Monash has agreed to withdraw and reissue all 274 assessments in that school. 

Similar problems are emerging in the Faculty of Business and Economics and the Faculty of Information Technology, where staff report missing units, incorrect consultation hours, and assessments that include units they never taught.

The NTEU has lodged a formal dispute against the university.

NTEU Monash Branch President Dr Ben Eltham said:

"Monash trumpets itself as a world top-50 university, but it can't even pay its teachers properly. Embarrassingly, Monash has been forced to recall hundreds of backpay notices because they were calculated wrong.

"Monash is underpaying the remediation for the underpayments. It's underpayment squared.

"We say to all current and former Monash teaching staff: if you get one of these Notices, object to it. In many cases, they are wrong.

"We call on Monash Chancellor Megan Clark to intervene and clean up this mess. She should meet with some of the teachers that are owed backpay and hear their stories. Then she might understand how badly the university has stuffed this up."

NTEU Victorian Division Secretary Sarah Roberts said:

“First Monash dragged its feet on repaying staff the wages they were owed, now it’s bungling the backpay. This is Australia’s largest university by enrolment, yet it can’t get the basics right when it comes to paying its staff.

“Some of this wage theft is almost a decade old.

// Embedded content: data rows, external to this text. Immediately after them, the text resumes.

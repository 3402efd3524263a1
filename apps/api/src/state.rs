use stockledger_application::{DirectoryService, RecordService};

/// Shared application state.
#[derive(Clone)]
pub struct AppState {
    pub record_service: RecordService,
    pub directory_service: DirectoryService,
    pub frontend_url: String,
    pub session_token: String,
}
use serde::{Deserialize, Serialize};

use crate::TenantId;

/// User information persisted in the authenticated session.
///
/// The identity provider resolves the subject to a tenant and a set of role
/// names; authorization decisions are derived from those roles.
#[derive(Debug, Clone, PartialEq, Eq, Serialize, Deserialize)]
pub struct UserIdentity {
    subject: String,
    display_name: String,
    email: Option<String>,
    tenant_id: TenantId,
    roles: Vec<String>,
}

impl UserIdentity {
    /// Creates a user identity from authentication and tenancy data.
    #[must_use]
    pub fn new(
        subject: impl Into<String>,
        display_name: impl Into<String>,
        email: Option<String>,
        tenant_id: TenantId,
        roles: Vec<String>,
    ) -> Self {
        Self {
            subject: subject.into(),
            display_name: display_name.into(),
            email,
            tenant_id,
            roles,
        }
    }

    /// Returns the stable subject claim from the identity provider.
    #[must_use]
    pub fn subject(&self) -> &str {
        self.subject.as_str()
    }

    /// Returns the display name for the current user.
    #[must_use]
    pub fn display_name(&self) -> &str {
        self.display_name.as_str()
    }

    /// Returns the email, if the provider returned one.
    #[must_use]
    pub fn email(&self) -> Option<&str> {
        self.email.as_deref()
    }

    /// Returns the tenant linked to the identity.
    #[must_use]
    pub fn tenant_id(&self) -> TenantId {
        self.tenant_id
    }

    /// Returns the role names resolved for the identity.
    #[must_use]
    pub fn roles(&self) -> &[String] {
        self.roles.as_slice()
    }
}
use serde::Serialize;
use stockledger_application::DirectoryOption;
use stockledger_core::UserIdentity;
use ts_rs::TS;

/// Health response payload.
#[derive(Debug, Serialize, TS)]
#[ts(
    export,
    export_to = "../../../packages/api-types/src/generated/health-response.ts"
)]
pub struct HealthResponse {
    pub status: &'static str,
}

/// API representation of the authenticated user.
#[derive(Debug, Serialize, TS)]
#[ts(
    export,
    export_to = "../../../packages/api-types/src/generated/user-identity-response.ts"
)]
pub struct UserIdentityResponse {
    pub subject: String,
    pub display_name: String,
    pub email: Option<String>,
    pub tenant_id: String,
    pub roles: Vec<String>,
}

impl From<&UserIdentity> for UserIdentityResponse {
    fn from(value: &UserIdentity) -> Self {
        Self {
            subject: value.subject().to_owned(),
            display_name: value.display_name().to_owned(),
            email: value.email().map(str::to_owned),
            tenant_id: value.tenant_id().to_string(),
            roles: value.roles().to_vec(),
        }
    }
}

/// One selectable option for a foreign-key picker.
#[derive(Debug, Serialize, TS)]
#[ts(
    export,
    export_to = "../../../packages/api-types/src/generated/directory-option-response.ts"
)]
pub struct DirectoryOptionResponse {
    pub id: String,
    pub label: String,
}

impl From<DirectoryOption> for DirectoryOptionResponse {
    fn from(value: DirectoryOption) -> Self {
        Self {
            id: value.id,
            label: value.label,
        }
    }
}
//! The game state machine.
//!
//! The presentation layer calls these operations in response to user
//! input and renders what comes back. Failed validation never changes
//! the session.

use crate::core::{Guard, Phase};
use crate::difficulty::{DifficultyTier, RangeHint};
use crate::error::{GuessError, StartError};
use crate::input::parse_integer;
use crate::outcome::{GuessOutcome, StartOutcome};
use crate::secret::{RandomSecret, SecretSource};
use crate::session::GameSession;
use rand::rngs::StdRng;
use std::cmp::Ordering;
use tracing::{debug, info, instrument, warn};

/// Owns the active session and drives it through its phases.
#[derive(Debug)]
pub struct GameStateMachine<R: SecretSource = RandomSecret<StdRng>> {
    session: GameSession,
    secrets: R,
    guess_guard: Guard<Phase>,
}

impl GameStateMachine {
    /// Machine drawing secrets from an OS-seeded generator.
    pub fn new() -> Self {
        Self::with_source(RandomSecret::from_entropy())
    }
}

impl Default for GameStateMachine {
    fn default() -> Self {
        Self::new()
    }
}

impl<R: SecretSource> GameStateMachine<R> {
    /// Machine drawing secrets from `secrets`.
    pub fn with_source(secrets: R) -> Self {
        Self {
            session: GameSession::new(),
            secrets,
            guess_guard: Guard::new("accepts_guesses", Phase::accepts_guesses),
        }
    }

    /// Record the chosen tier and return its bounds for display.
    ///
    /// The phase is left as it is; a running game keeps its range until
    /// the next start.
    #[instrument(skip(self))]
    pub fn select_difficulty(&mut self, tier: DifficultyTier) -> RangeHint {
        self.session.select_tier(tier);
        debug!(phase = %self.session.phase(), "difficulty selected");
        tier.hint()
    }

    /// Validate the range-top and start a game with a fresh secret.
    ///
    /// Checks, in order: a tier is selected, the input is an integer, the
    /// integer lies within the tier's bounds. Accepted from any phase;
    /// starting again re-rolls the secret and zeroes the guess count.
    #[instrument(skip(self))]
    pub fn start_game(&mut self, raw_range_input: &str) -> Result<StartOutcome, StartError> {
        let Some(tier) = self.session.selected_tier() else {
            warn!("start rejected, no difficulty selected");
            return Err(StartError::NoDifficultySelected);
        };

        let Some(requested) = parse_integer(raw_range_input) else {
            debug!("start rejected, range is not an integer");
            return Err(StartError::InvalidNumberFormat {
                input: raw_range_input.to_string(),
            });
        };

        let (low, high) = tier.bounds();
        let range_top = match u32::try_from(requested) {
            Ok(top) if tier.admits(requested) => top,
            _ => {
                debug!(requested, low, high, "start rejected, range out of bounds");
                return Err(StartError::RangeOutOfBounds { low, high });
            }
        };

        let secret = self.secrets.draw(range_top);
        self.session.begin(range_top, secret);
        info!(%tier, range_top, session = %self.session.id(), "game started");

        Ok(StartOutcome { tier, range_top })
    }

    /// Evaluate a guess against the secret.
    ///
    /// Only well-formed guesses made while a game is in progress are
    /// counted.
    #[instrument(skip(self))]
    pub fn make_guess(&mut self, raw_guess_input: &str) -> Result<GuessOutcome, GuessError> {
        let phase = self.session.phase();
        let secret = match self.session.secret_value() {
            Some(secret) if self.guess_guard.check(&phase) => secret,
            _ => {
                warn!(%phase, guard = self.guess_guard.name(), "guess rejected");
                return Err(GuessError::InvalidPhase { phase });
            }
        };

        let Some(guess) = parse_integer(raw_guess_input) else {
            debug!("guess rejected, not an integer");
            return Err(GuessError::InvalidNumberFormat {
                input: raw_guess_input.to_string(),
            });
        };

        let guess_count = self.session.count_guess();
        let outcome = match guess.cmp(&i64::from(secret)) {
            Ordering::Less => GuessOutcome::TooLow,
            Ordering::Greater => GuessOutcome::TooHigh,
            Ordering::Equal => {
                self.session.win();
                info!(guess_count, "secret found");
                GuessOutcome::Correct(guess_count)
            }
        };
        debug!(guess_count, %outcome, "guess evaluated");

        Ok(outcome)
    }

    /// Discard the session and start over with a blank one.
    #[instrument(skip(self))]
    pub fn reset(&mut self) {
        let previous = self.session.id();
        self.session = GameSession::new();
        info!(%previous, session = %self.session.id(), "session reset");
    }

    pub fn session(&self) -> &GameSession {
        &self.session
    }

    pub fn phase(&self) -> Phase {
        self.session.phase()
    }

    pub fn guess_count(&self) -> u32 {
        self.session.guess_count()
    }

    pub fn selected_tier(&self) -> Option<DifficultyTier> {
        self.session.selected_tier()
    }
}

#[cfg(test)]
mod tests {
    use super::*;
    use crate::secret::ScriptedSecret;

    fn scripted(secrets: impl IntoIterator<Item = u32>) -> GameStateMachine<ScriptedSecret> {
        GameStateMachine::with_source(ScriptedSecret::new(secrets))
    }

    #[test]
    fn select_difficulty_returns_bounds_and_keeps_phase() {
        let mut machine = scripted([0]);

        for tier in DifficultyTier::ALL {
            let hint = machine.select_difficulty(tier);
            assert_eq!((hint.low, hint.high), tier.bounds());
            assert_eq!(hint.tier, tier);
            assert_eq!(machine.selected_tier(), Some(tier));
            assert_eq!(machine.phase(), Phase::AwaitingDifficulty);
        }
    }

    #[test]
    fn start_requires_difficulty() {
        let mut machine = scripted([0]);

        assert_eq!(
            machine.start_game("25"),
            Err(StartError::NoDifficultySelected)
        );
        assert_eq!(machine.phase(), Phase::AwaitingDifficulty);
    }

    #[test]
    fn difficulty_is_checked_before_number_format() {
        let mut machine = scripted([0]);

        assert_eq!(
            machine.start_game("abc"),
            Err(StartError::NoDifficultySelected)
        );
    }

    #[test]
    fn start_rejects_non_integer_range() {
        let mut machine = scripted([0]);
        machine.select_difficulty(DifficultyTier::Easy);

        assert_eq!(
            machine.start_game("twenty"),
            Err(StartError::InvalidNumberFormat {
                input: "twenty".to_string()
            })
        );
        assert_eq!(machine.session().range_top(), None);
    }

    #[test]
    fn start_rejects_out_of_bounds_range() {
        let mut machine = scripted([0]);
        machine.select_difficulty(DifficultyTier::Medium);

        for raw in ["50", "99", "201", "-150", "99999999999999999999"] {
            assert_eq!(
                machine.start_game(raw),
                Err(StartError::RangeOutOfBounds { low: 100, high: 200 }),
                "{raw} should be out of bounds"
            );
        }
        assert_eq!(machine.phase(), Phase::AwaitingDifficulty);
        assert!(machine.session().history().is_empty());
    }

    #[test]
    fn start_accepts_bounds_inclusively() {
        let mut machine = scripted([0]);
        machine.select_difficulty(DifficultyTier::Hard);

        assert!(machine.start_game("500").is_ok());
        assert!(machine.start_game(" 1000 ").is_ok());
    }

    #[test]
    fn failed_start_keeps_running_game() {
        let mut machine = scripted([12]);
        machine.select_difficulty(DifficultyTier::Easy);
        machine.start_game("25").unwrap();
        machine.make_guess("3").unwrap();

        assert!(machine.start_game("31").is_err());
        assert_eq!(machine.phase(), Phase::InProgress);
        assert_eq!(machine.guess_count(), 1);
        assert_eq!(machine.session().secret_value(), Some(12));
    }

    #[test]
    fn easy_scenario_plays_to_a_win() {
        let mut machine = scripted([15]);
        machine.select_difficulty(DifficultyTier::Easy);

        let started = machine.start_game("25").unwrap();
        assert_eq!(
            started,
            StartOutcome {
                tier: DifficultyTier::Easy,
                range_top: 25
            }
        );
        assert_eq!(machine.phase(), Phase::InProgress);

        assert_eq!(machine.make_guess("10"), Ok(GuessOutcome::TooLow));
        assert_eq!(machine.guess_count(), 1);
        assert_eq!(machine.make_guess("15"), Ok(GuessOutcome::Correct(2)));
        assert_eq!(machine.phase(), Phase::Won);
    }

    #[test]
    fn high_guesses_are_too_high() {
        let mut machine = scripted([15]);
        machine.select_difficulty(DifficultyTier::Easy);
        machine.start_game("25").unwrap();

        assert_eq!(machine.make_guess("16"), Ok(GuessOutcome::TooHigh));
        assert_eq!(machine.make_guess("99999999999999999999"), Ok(GuessOutcome::TooHigh));
        assert_eq!(machine.make_guess("-1"), Ok(GuessOutcome::TooLow));
        assert_eq!(machine.guess_count(), 3);
    }

    #[test]
    fn malformed_guesses_are_not_counted() {
        let mut machine = scripted([15]);
        machine.select_difficulty(DifficultyTier::Easy);
        machine.start_game("25").unwrap();

        assert_eq!(
            machine.make_guess("1.5"),
            Err(GuessError::InvalidNumberFormat {
                input: "1.5".to_string()
            })
        );
        assert!(machine.make_guess("").is_err());
        assert_eq!(machine.guess_count(), 0);

        machine.make_guess("1").unwrap();
        assert_eq!(machine.guess_count(), 1);
    }

    #[test]
    fn guess_before_start_is_invalid_phase() {
        let mut machine = scripted([15]);

        assert_eq!(
            machine.make_guess("15"),
            Err(GuessError::InvalidPhase {
                phase: Phase::AwaitingDifficulty
            })
        );
        machine.select_difficulty(DifficultyTier::Easy);
        assert!(machine.make_guess("15").is_err());
        assert_eq!(machine.guess_count(), 0);
    }

    #[test]
    fn guess_after_win_is_invalid_phase() {
        let mut machine = scripted([15]);
        machine.select_difficulty(DifficultyTier::Easy);
        machine.start_game("25").unwrap();
        machine.make_guess("15").unwrap();

        assert_eq!(
            machine.make_guess("15"),
            Err(GuessError::InvalidPhase { phase: Phase::Won })
        );
        assert_eq!(machine.guess_count(), 1);
    }

    #[test]
    fn restarting_rerolls_and_zeroes_count() {
        let mut machine = scripted([15, 4]);
        machine.select_difficulty(DifficultyTier::Easy);
        machine.start_game("25").unwrap();
        machine.make_guess("15").unwrap();

        machine.start_game("30").unwrap();
        assert_eq!(machine.phase(), Phase::InProgress);
        assert_eq!(machine.guess_count(), 0);
        assert_eq!(machine.session().secret_value(), Some(4));
        assert_eq!(machine.session().range_top(), Some(30));
    }

    #[test]
    fn reset_returns_blank_session() {
        let mut machine = scripted([15]);
        machine.select_difficulty(DifficultyTier::Easy);
        machine.start_game("25").unwrap();
        machine.make_guess("15").unwrap();
        let old_id = machine.session().id();

        machine.reset();

        let session = machine.session();
        assert_ne!(session.id(), old_id);
        assert_eq!(session.phase(), Phase::AwaitingDifficulty);
        assert_eq!(session.selected_tier(), None);
        assert_eq!(session.range_top(), None);
        assert_eq!(session.secret_value(), None);
        assert_eq!(session.guess_count(), 0);
        assert!(session.history().is_empty());
    }

    #[test]
    fn history_tracks_the_game() {
        let mut machine = scripted([15]);
        machine.select_difficulty(DifficultyTier::Easy);
        machine.start_game("25").unwrap();
        machine.make_guess("1").unwrap();
        machine.make_guess("15").unwrap();

        let history = machine.session().history();
        assert_eq!(
            history.get_path(),
            vec![&Phase::AwaitingDifficulty, &Phase::InProgress, &Phase::Won]
        );
        assert_eq!(history.last().map(|t| t.guess_count), Some(2));
    }
}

It’s shameful that staff are still forced to fight for every single dollar they are owed.”

NTEU National President Dr Alison Barnes said:

“Universities across Australia are responsible for a $300 million wage theft epidemic which is a key part of the deep governance crisis our institutions are mired in.

“Senior executives are again showing they can’t be trusted to clean up this mess - exactly the reason why we need major governance reform from federal and state governments.”